Working from the top of the records below, reproduce each line exactly, ending once you have written the line containing "use crate::ast::Form;".
========================================
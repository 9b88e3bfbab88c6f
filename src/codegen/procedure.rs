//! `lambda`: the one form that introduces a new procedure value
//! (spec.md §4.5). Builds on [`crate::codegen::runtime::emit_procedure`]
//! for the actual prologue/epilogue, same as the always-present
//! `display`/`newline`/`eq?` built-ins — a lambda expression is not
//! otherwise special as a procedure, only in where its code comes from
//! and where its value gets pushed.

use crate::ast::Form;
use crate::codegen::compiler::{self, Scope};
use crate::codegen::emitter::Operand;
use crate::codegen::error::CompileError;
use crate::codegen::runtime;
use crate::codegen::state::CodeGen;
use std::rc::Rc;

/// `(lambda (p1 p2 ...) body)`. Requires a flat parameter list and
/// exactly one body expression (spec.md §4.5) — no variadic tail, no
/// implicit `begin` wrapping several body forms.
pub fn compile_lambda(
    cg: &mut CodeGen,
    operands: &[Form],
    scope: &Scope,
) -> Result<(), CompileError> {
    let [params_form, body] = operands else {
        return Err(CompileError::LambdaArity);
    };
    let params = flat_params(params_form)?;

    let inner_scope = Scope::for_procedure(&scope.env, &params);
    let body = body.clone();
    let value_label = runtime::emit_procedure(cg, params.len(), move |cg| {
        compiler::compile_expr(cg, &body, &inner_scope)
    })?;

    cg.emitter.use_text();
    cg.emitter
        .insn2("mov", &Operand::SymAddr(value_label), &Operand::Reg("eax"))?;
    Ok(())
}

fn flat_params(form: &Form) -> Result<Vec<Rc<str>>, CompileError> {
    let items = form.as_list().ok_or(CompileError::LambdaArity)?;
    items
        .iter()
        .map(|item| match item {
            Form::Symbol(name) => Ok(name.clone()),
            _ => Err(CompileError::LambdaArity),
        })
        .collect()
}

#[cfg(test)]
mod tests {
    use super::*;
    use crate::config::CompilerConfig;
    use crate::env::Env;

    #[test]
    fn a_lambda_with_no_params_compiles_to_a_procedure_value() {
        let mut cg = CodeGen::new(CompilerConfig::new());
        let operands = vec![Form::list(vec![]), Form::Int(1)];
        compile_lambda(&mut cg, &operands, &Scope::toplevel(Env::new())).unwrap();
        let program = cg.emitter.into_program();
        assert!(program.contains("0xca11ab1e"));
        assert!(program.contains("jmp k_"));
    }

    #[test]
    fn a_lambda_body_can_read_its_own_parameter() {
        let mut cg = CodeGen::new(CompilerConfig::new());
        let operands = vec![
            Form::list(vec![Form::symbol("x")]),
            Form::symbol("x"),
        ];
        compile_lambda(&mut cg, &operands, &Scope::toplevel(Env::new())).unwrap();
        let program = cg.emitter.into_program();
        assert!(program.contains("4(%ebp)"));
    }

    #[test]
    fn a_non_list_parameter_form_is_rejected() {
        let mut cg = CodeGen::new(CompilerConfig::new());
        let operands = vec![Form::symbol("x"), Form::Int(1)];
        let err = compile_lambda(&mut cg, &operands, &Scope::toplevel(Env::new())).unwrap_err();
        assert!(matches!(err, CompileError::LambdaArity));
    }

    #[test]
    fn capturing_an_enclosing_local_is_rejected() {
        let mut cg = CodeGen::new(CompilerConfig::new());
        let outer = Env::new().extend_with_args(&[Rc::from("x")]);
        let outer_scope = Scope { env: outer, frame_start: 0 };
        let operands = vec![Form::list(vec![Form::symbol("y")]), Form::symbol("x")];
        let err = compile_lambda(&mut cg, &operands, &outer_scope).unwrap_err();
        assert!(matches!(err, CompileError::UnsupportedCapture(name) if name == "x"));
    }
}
========================================
**Task response:**
repository 9b88e3bfbab88c6f
filename src/codegen/procedure.rs
//! `lambda`: the one form that introduces a new procedure value
//! (spec.md §4.5). Builds on [`crate::codegen::runtime::emit_procedure`]
//! for the actual prologue/epilogue, same as the always-present
//! `display`/`newline`/`eq?` built-ins — a lambda expression is not
//! otherwise special as a procedure, only in where its code comes from
//! and where its value gets pushed.

use crate::ast::Form;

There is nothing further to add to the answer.